While producing and storing honey in the hive are major activities of the honeybee and help them survive the winter, pollination is their most valuable service. Pollination refers to the transfer of pollen from the anther to a receptive stigma within a blossom or flower–this allows the development of a fruit or seed by a plant. Bees visit only one type of flower during a trip away from the hive–this allows them to spread pollen across different plants within the same species, thereby providing genetic diversity to the plants. At least one third of our food supply is pollinated by honey bees. Thank honeybees for their help with apples, pears, almonds, blueberries, cranberries, avocados, cantaloupes, cherries, strawberries, asparagus, broccoli, cabbage, carrots, onions, almonds, etc. Honeybees also pollinate many plants used for livestock feed and are important in cotton production.
The particular characteristics of a batch of honey are determined by the types of flowers visited to produce it. Most local honey comes from of a wide variety of plant sources; commercial beekeepers can produce honey from a single type of blossom if hives are located next to certain fields. Have you seen clover, orange blossom, tupelo, and buckwheat honey at the store?
Honey has many interesting qualities. It consists mainly of sugar and is only 17-18% water. If you put honey in baked goods, its ability to draw water out of the air keeps baked goods moist. Honey has been used as a medicine on wounds because bacteria cannot grow in it and it dehydrates infected tissues.
Honeybee colonies typically number between 40,000 and 60,000 bees. Each colony has a single queen bee, who mates at one time in her life and then goes on to lay an average of 1500 eggs/day for her 2-3 year lifespan. Male drone bees exist only for the purpose of mating with new queen bees–they do not gather nectar and pollen. Almost all of the work of the hive is done by female worker bees–these are the ones you see on flowers. During the summer season, workers live for only about 6 weeks and during the first half of their lives go through a sequence of tasks within the hive–caring for the developing bees, cleaning the hive, raising or lowering hive temperature, guarding the entrance to the hive–before spending the second half of their lives as foragers outside the hive. Article by:The Chester County Beekeepers’ Association Reprinted with permission
DID YOU KNOW?
•Honeycomb wax is great allergy therapy! Chew a small amount of the wax from raw honeycomb for 20 minutes every day to naturally boost your body’s defenses.

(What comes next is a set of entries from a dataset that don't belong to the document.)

//! Streaming three-way merge.
//!
//! `left` and `right` are both diffed against `base`; rather than applying
//! both diff sets to `base`, patches from `right` are applied directly to
//! `left`, which halves the write work. The diff walker and the
//! materializer run as two tasks joined by a bounded patch channel.
//! Backpressure is the only flow control, and the channel preserves the
//! walker's key order, which is exactly the chunker's precondition.

use crate::diff::{same_outcome, Diff};
use crate::error::{Error, Result};
use crate::map::Map;
use crate::materialize::{materialize_mutations, MutationIter};
use async_trait::async_trait;
use std::cmp::Ordering;
use strata_db_core::Cancellation;
use strata_db_core::Tuple;
use tokio::sync::mpsc;
use tracing::debug;

/// Capacity of the patch channel between walker and materializer.
pub const PATCH_BUFFER_SIZE: usize = 1024;

/// A concurrent edit the resolver declined to resolve.
///
/// The merged map keeps `left`'s value for the conflicted key.
#[derive(Debug, Clone)]
pub struct MergeConflict {
    pub key: Tuple,
    pub left: Diff,
    pub right: Diff,
}

/// Outcome of a three-way merge: the best-effort merged map plus any
/// unresolved conflicts. Callers decide whether conflicts are fatal.
#[derive(Debug)]
pub struct MergeResult {
    pub map: Map,
    pub conflicts: Vec<MergeConflict>,
}

impl MergeResult {
    /// Treat any unresolved conflict as an error.
    pub fn into_map(self) -> Result<Map> {
        if self.conflicts.is_empty() {
            Ok(self.map)
        } else {
            Err(Error::Conflicted(self.conflicts.len()))
        }
    }
}

/// Merge `left` and `right` relative to their common ancestor `base`.
///
/// When a key was modified on both sides with different outcomes the
/// resolver is consulted; returning `None` records a conflict and leaves
/// the key at `left`'s value. Cancelling `cancel` stops both tasks and
/// publishes no root; any nodes already written are unreferenced and left
/// to store garbage collection.
pub async fn three_way_merge<F>(
    base: &Map,
    left: &Map,
    right: &Map,
    resolver: F,
    cancel: &Cancellation,
) -> Result<MergeResult>
where
    F: FnMut(&Diff, &Diff) -> Option<Diff> + Send + 'static,
{
    for side in [left, right] {
        if base.descriptors() != side.descriptors() {
            return Err(Error::invariant(
                "three-way merge requires matching tuple schemas",
            ));
        }
    }

    let (tx, rx) = mpsc::channel(PATCH_BUFFER_SIZE);
    let walker = {
        let base = base.clone();
        let left = left.clone();
        let right = right.clone();
        let cancel = cancel.clone();
        tokio::spawn(async move { send_patches(&base, &left, &right, resolver, tx, cancel).await })
    };

    let patches = PatchBuffer {
        rx,
        cancel: cancel.clone(),
    };
    let merged = materialize_mutations(left, patches, cancel).await;
    let walked = walker
        .await
        .map_err(|e| Error::invariant(format!("merge walker aborted: {e}")))?;

    // a failed materializer drops the receiver, which the walker observes
    // as a closed channel; the materializer's error is the root cause
    let map = merged?;
    let conflicts = walked?;
    debug!(
        conflicts = conflicts.len(),
        root = %map.hash_of(),
        "three-way merge complete"
    );
    Ok(MergeResult { map, conflicts })
}

/// Transforms the two diff streams into a single patch stream against
/// `left`, collecting unresolved conflicts.
async fn send_patches<F>(
    base: &Map,
    left: &Map,
    right: &Map,
    mut resolver: F,
    tx: mpsc::Sender<(Tuple, Option<Tuple>)>,
    cancel: Cancellation,
) -> Result<Vec<MergeConflict>>
where
    F: FnMut(&Diff, &Diff) -> Option<Diff> + Send,
{
    let key_desc = base.key_desc();
    let mut left_diffs = base.differ(left, &cancel).await?;
    let mut right_diffs = base.differ(right, &cancel).await?;
    let mut conflicts = Vec::new();

    let mut l = left_diffs.next().await?;
    let mut r = right_diffs.next().await?;
    while let (Some(lv), Some(rv)) = (&l, &r) {
        cancel.check().map_err(Error::Core)?;
        match key_desc.compare(&lv.key, &rv.key) {
            Ordering::Less => {
                // already in left
                l = left_diffs.next().await?;
            }
            Ordering::Greater => {
                send(&tx, rv).await?;
                r = right_diffs.next().await?;
            }
            Ordering::Equal => {
                if !same_outcome(lv, rv) {
                    match resolver(lv, rv) {
                        Some(resolved) => send(&tx, &resolved).await?,
                        None => conflicts.push(MergeConflict {
                            key: lv.key.clone(),
                            left: lv.clone(),
                            right: rv.clone(),
                        }),
                    }
                }
                l = left_diffs.next().await?;
                r = right_diffs.next().await?;
            }
        }
    }

    // left's remainder needs no patches: those changes are already in left
    while let Some(rv) = &r {
        cancel.check().map_err(Error::Core)?;
        send(&tx, rv).await?;
        r = right_diffs.next().await?;
    }

    Ok(conflicts)
}

async fn send(tx: &mpsc::Sender<(Tuple, Option<Tuple>)>, diff: &Diff) -> Result<()> {
    tx.send((diff.key.clone(), diff.to.clone()))
        .await
        .map_err(|_| Error::Core(strata_db_core::Error::Cancelled))
}

/// Receiving half of the patch channel, driving the materializer.
struct PatchBuffer {
    rx: mpsc::Receiver<(Tuple, Option<Tuple>)>,
    cancel: Cancellation,
}

#[async_trait]
impl MutationIter for PatchBuffer {
    async fn next_mutation(&mut self) -> Result<Option<(Tuple, Option<Tuple>)>> {
        self.cancel.check().map_err(Error::Core)?;
        Ok(self.rx.recv().await)
    }
}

•Honey is not for infants under one year, as their immune systems have not developed enough to fend off!
•Darker honey has more nutrients than lighter. Nutrients are also dependent on the flower source.

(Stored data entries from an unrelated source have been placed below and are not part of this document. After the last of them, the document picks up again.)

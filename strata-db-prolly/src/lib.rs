//! # Strata DB Prolly
//!
//! Persistent, content-addressed, ordered tuple maps for Strata DB,
//! built on probabilistic B-trees ("prolly trees").
//!
//! This crate provides:
//! - The canonical node format and content-defined chunk splitter
//! - [`TreeChunker`]: streaming construction from ascending pair streams
//! - [`Cursor`]: positioned navigation (seek, next, prev)
//! - [`Map`] / [`MutableMap`]: the public map surface with a skip-list
//!   overlay for pending edits
//! - [`TreeDiffer`] and [`three_way_merge`]: structural diff and the
//!   streaming merge pipeline
//!
//! Node boundaries are chosen by a rolling hash over the pair stream, so
//! equal logical content yields equal physical trees regardless of edit
//! history. That determinism is what makes diff linear in the size of the
//! change and merge proportional to the work actually merged.

pub mod chunker;
pub mod cursor;
pub mod diff;
pub mod error;
pub mod map;
mod materialize;
pub mod merge;
pub mod mutable_map;
pub mod node;
pub mod overlay;
pub mod range;
pub mod splitter;

pub use chunker::TreeChunker;
pub use cursor::Cursor;
pub use diff::{Diff, DiffKind, TreeDiffer};
pub use error::{Error, Result};
pub use map::{Map, MapIter};
pub use merge::{three_way_merge, MergeConflict, MergeResult, PATCH_BUFFER_SIZE};
pub use mutable_map::{MergedIter, MutableMap};
pub use node::{MetaValue, Node, NODE_MAGIC};
pub use overlay::{Overlay, OverlayIter, MAX_PENDING};
pub use range::{Cut, Range};
pub use splitter::RollingSplitter;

•Honey’s antibacterial properties prevent infections
•Honey can be applied topically to a wound
•It also functions as an anti-inflammatory agent, reducing both swelling and pain
YIKES, WHO KNEW?
Tests Show Most Store Honey Isn’t Honey – Food Safety News
In the U.S., the Food and Drug Administration says that any product that’s been ultra-filtered and no longer contains pollen isn’t honey. However, the FDA isn’t checking honey sold here to see if it contains pollen.
Ultra filtering is a high-tech procedure where honey is heated, sometimes watered down and then forced at high pressure through extremely small filters to remove pollen, which is the only foolproof sign identifying the source of the honey. It is a spin-off of a technique refined by the Chinese, who have illegally dumped tons of their honey – some containing illegal antibiotics – on the U.S. market for years.
Food Safety News decided to test honey sold in various outlets after its earlier investigation found U.S. groceries flooded with Indian honey banned in Europe as unsafe because of contamination with antibiotics, heavy metal and a total lack of pollen which prevented tracking its origin.